A quick and very basic introduction to UTF-8: whereas the ASCII character encoding that we're all taught about first at school stores characters very simply with one byte per character, UTF-8 uses anything from one to six bytes to store each character, depending on how many bytes are actually needed to store it. This means it can store many more characters than ASCII or any other one-byte-per-character encoding which are limited to a maximum of 256 "characters" (the first 32 ASCII codes are actually unprintable control codes, leaving a mere 224 values for actual characters), which is enough for English (mostly) but not enough for the vast majority of other languages which have accents and all kinds of fancy letters. And that's before we get onto Japanese, Chinese, Korean and the like with thousands of characters each. UTF-16 and UTF-32 also allow many more than 256 characters to be stored, but they take 16 bits and 32 bits, respectively, per character to store data, which is fair enough if you're using a lot of high-numbered characters, but a huge waste of storage space, bandwidth and/or memory if you're primarily using the basic ASCII characters which otherwise fit in a single byte each. UTF-8 gets around this by storing the lower ASCII values (i.e. just 0-127 - the original ASCII standard, rather than any of the extended ASCII sets which filled in the remaining 128-255 range) in a single byte, and using the most significant bit to indicate if another byte is needed to store the character, allowing the number of bytes used by a character to grow if necessary, but only if it actually is necessary. This also has the pleasant side-effect of keeping the majority of the English language characters in the same position as they are in ASCII: only the odd characters like £ are moved around.
On to the details!
The first and, perhaps, most obvious thing that needs to be done is to set the "charset" to UTF-8 on the XHTML/HTML/XML pages in question, both in the Content-Type HTTP header and in a Content-Type <meta> tag (the <?xml version="1.0" encoding="UTF-8"?> tag in an XML document). The meta tag should be the first child of the <head> element, as a browser reaching that element will have to stop processing the page and start again from the top, reading it with the new character set. You need to set both because some browsers read one, while other browsers read the other. There's no harm in setting them both, just remember to keep them the same to avoid confusing yourself later on.

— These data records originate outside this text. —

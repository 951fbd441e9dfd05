//! Server Configuration
//!
//! Command line flags, each with a `DKJR_*` environment fallback. A `.env`
//! file is loaded by `main` before parsing.

use std::net::{IpAddr, Ipv4Addr, SocketAddr};
use std::time::Duration;

use clap::Parser;

use crate::game::tick::MatchConfig;
use crate::network::server::NetworkConfig;
use crate::room::{BroadcastConfig, RoomConfig};
use crate::{DEFAULT_PORT, DEFAULT_TICK_RATE, VERSION};

/// Highest accepted tick rate (Hz).
pub const MAX_TICK_RATE: u32 = 1000;

/// Server configuration.
#[derive(Debug, Clone, PartialEq, Eq, Parser)]
#[command(name = "doncey-kong-server", version, about = "Authoritative DonCEyKongJr game server")]
pub struct ServerConfig {
    /// Address to bind to
    #[arg(long, env = "DKJR_HOST", default_value_t = IpAddr::V4(Ipv4Addr::UNSPECIFIED))]
    pub host: IpAddr,

    /// TCP port (newline-delimited JSON)
    #[arg(short, long, env = "DKJR_PORT", default_value_t = DEFAULT_PORT)]
    pub port: u16,

    /// WebSocket port; WebSocket is off when unset
    #[arg(long, env = "DKJR_WS_PORT")]
    pub ws_port: Option<u16>,

    /// Simulation ticks per second
    #[arg(long, env = "DKJR_TICK_RATE", default_value_t = DEFAULT_TICK_RATE)]
    pub tick_rate: u32,

    /// Concurrent matches allowed
    #[arg(long, env = "DKJR_MAX_MATCHES", default_value_t = 8)]
    pub max_matches: usize,

    /// Player slots per match
    #[arg(long, env = "DKJR_MAX_PLAYERS", default_value_t = 2)]
    pub max_players: usize,

    /// Spectator slots per match
    #[arg(long, env = "DKJR_MAX_SPECTATORS", default_value_t = 4)]
    pub max_spectators: usize,

    /// Players needed before a match starts
    #[arg(long, env = "DKJR_MIN_PLAYERS", default_value_t = 1)]
    pub min_players: usize,

    /// Concurrent connections allowed
    #[arg(long, env = "DKJR_MAX_CONNECTIONS", default_value_t = 256)]
    pub max_connections: usize,

    /// Disconnect sessions silent this many seconds (0 disables)
    #[arg(long, env = "DKJR_IDLE_TIMEOUT_SECS", default_value_t = 120)]
    pub idle_timeout_secs: u64,

    /// Rescues needed to win (0 plays until everyone is out)
    #[arg(long, env = "DKJR_RESCUES_TO_WIN", default_value_t = 3)]
    pub rescues_to_win: u32,

    /// Do not read admin commands from stdin
    #[arg(long, env = "DKJR_NO_CONSOLE")]
    pub no_console: bool,
}

impl Default for ServerConfig {
    fn default() -> Self {
        Self {
            host: IpAddr::V4(Ipv4Addr::UNSPECIFIED),
            port: DEFAULT_PORT,
            ws_port: None,
            tick_rate: DEFAULT_TICK_RATE,
            max_matches: 8,
            max_players: 2,
            max_spectators: 4,
            min_players: 1,
            max_connections: 256,
            idle_timeout_secs: 120,
            rescues_to_win: 3,
            no_console: false,
        }
    }
}

/// Rejected configuration.
#[derive(Debug, Clone, PartialEq, Eq, thiserror::Error)]
pub enum ConfigError {
    /// Tick rate outside 1..=MAX_TICK_RATE.
    #[error("tick rate must be between 1 and {max} Hz, got {got}")]
    TickRate {
        /// Configured value
        got: u32,
        /// Upper bound
        max: u32,
    },

    /// A limit that must be at least one is zero.
    #[error("{0} must be at least 1")]
    Zero(&'static str),

    /// More players required to start than a match can hold.
    #[error("min players ({min}) exceeds max players ({max})")]
    MinAboveMax {
        /// Players needed to start
        min: usize,
        /// Player slots
        max: usize,
    },

    /// TCP and WebSocket on the same port.
    #[error("tcp and websocket cannot share port {0}")]
    PortClash(u16),
}

impl ServerConfig {
    /// Check the configuration before anything is started.
    pub fn validate(&self) -> Result<(), ConfigError> {
        if self.tick_rate == 0 || self.tick_rate > MAX_TICK_RATE {
            return Err(ConfigError::TickRate { got: self.tick_rate, max: MAX_TICK_RATE });
        }
        if self.max_matches == 0 {
            return Err(ConfigError::Zero("max matches"));
        }
        if self.max_players == 0 {
            return Err(ConfigError::Zero("max players"));
        }
        if self.max_connections == 0 {
            return Err(ConfigError::Zero("max connections"));
        }
        if self.min_players > self.max_players {
            return Err(ConfigError::MinAboveMax { min: self.min_players, max: self.max_players });
        }
        if self.ws_port == Some(self.port) && self.port != 0 {
            return Err(ConfigError::PortClash(self.port));
        }
        Ok(())
    }

    /// TCP bind address.
    pub fn tcp_addr(&self) -> SocketAddr {
        SocketAddr::new(self.host, self.port)
    }

    /// WebSocket bind address, if enabled.
    pub fn ws_addr(&self) -> Option<SocketAddr> {
        self.ws_port.map(|port| SocketAddr::new(self.host, port))
    }

    /// Simulation parameters.
    pub fn match_config(&self) -> MatchConfig {
        MatchConfig::for_tick_rate(self.tick_rate).with_rescues_to_win(self.rescues_to_win)
    }

    /// Match limits.
    pub fn room_config(&self) -> RoomConfig {
        RoomConfig {
            max_matches: self.max_matches,
            max_players_per_match: self.max_players,
            max_spectators_per_match: self.max_spectators,
            min_players_to_start: self.min_players.max(1),
            match_config: self.match_config(),
            broadcast: BroadcastConfig {
                // Five seconds between forced full snapshots
                full_snapshot_interval: u64::from(self.tick_rate) * 5,
                ..BroadcastConfig::default()
            },
        }
    }

    /// Listener settings.
    pub fn network_config(&self) -> NetworkConfig {
        NetworkConfig {
            tcp_addr: self.tcp_addr(),
            ws_addr: self.ws_addr(),
            idle_timeout: Duration::from_secs(self.idle_timeout_secs),
            tick_rate: self.tick_rate,
            version: VERSION.to_string(),
        }
    }
}

#[cfg(test)]
mod tests {
    use super::*;

    #[test]
    fn test_default_config() {
        let config = ServerConfig::default();
        assert_eq!(config.port, 5555);
        assert_eq!(config.tick_rate, 20);
        assert!(config.ws_port.is_none());
        assert!(config.validate().is_ok());
    }

    #[test]
    fn test_parse_flags() {
        let config = ServerConfig::try_parse_from([
            "doncey-kong-server",
            "--port", "6000",
            "--ws-port", "6001",
            "--tick-rate", "30",
            "--max-players", "4",
            "--no-console",
        ])
        .unwrap();

        assert_eq!(config.port, 6000);
        assert_eq!(config.ws_addr().map(|a| a.port()), Some(6001));
        assert_eq!(config.tick_rate, 30);
        assert_eq!(config.max_players, 4);
        assert!(config.no_console);
        assert!(config.validate().is_ok());
    }

    #[test]
    fn test_validate_rejects() {
        let bad_rate = ServerConfig { tick_rate: 0, ..ServerConfig::default() };
        assert_eq!(bad_rate.validate(), Err(ConfigError::TickRate { got: 0, max: MAX_TICK_RATE }));

        let no_matches = ServerConfig { max_matches: 0, ..ServerConfig::default() };
        assert_eq!(no_matches.validate(), Err(ConfigError::Zero("max matches")));

        let min_above = ServerConfig { min_players: 3, max_players: 2, ..ServerConfig::default() };
        assert_eq!(min_above.validate(), Err(ConfigError::MinAboveMax { min: 3, max: 2 }));

        let clash = ServerConfig { ws_port: Some(5555), ..ServerConfig::default() };
        assert_eq!(clash.validate(), Err(ConfigError::PortClash(5555)));
    }

    #[test]
    fn test_derived_configs() {
        let config = ServerConfig { tick_rate: 40, rescues_to_win: 5, ..ServerConfig::default() };

        let room = config.room_config();
        assert_eq!(room.max_players_per_match, 2);
        assert_eq!(room.match_config.tick_rate, 40);
        assert_eq!(room.match_config.rescues_to_win, 5);
        assert_eq!(room.broadcast.full_snapshot_interval, 200);

        let network = config.network_config();
        assert_eq!(network.tcp_addr.port(), 5555);
        assert_eq!(network.idle_timeout, Duration::from_secs(120));
    }
}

<? header('Content-Type: text/html; charset=utf-8'); ?>
<!DOCTYPE html PUBLIC "-//W3C//DTD XHTML 1.0 Strict//EN" "http://www.w3.org/TR/xhtml1/DTD/xhtml1-strict.dtd">
<meta http-equiv="Content-Type" content="text/html; charset=utf-8" />
The second most important thing to do is tell MySQL that you're using UTF-8. This is done by sending an SQL statement as soon after connecting to the MySQL server as possible:
mysql_connect('localhost', 'username', 'password');
mysql_query('SET NAMES utf8');
Note how MySQL uses a non-standard name for UTF-8, with no hyphen. By sending this statement, MySQL knows that it should convert whatever it's using internally to UTF-8 before sending it to the client (PHP in this case), and that it should convert everything it receives from the client from UTF-8 into its internal charater encoding before doing anything with it. In reality, this may mean that it does no conversion at all - which is good, as then we don't waste CPU time converting character sets all over the place. It should even be possible to use UTF-8 in database, table and column names, though it isn't recommended as UTF-8 support in MySQL is still fairly new.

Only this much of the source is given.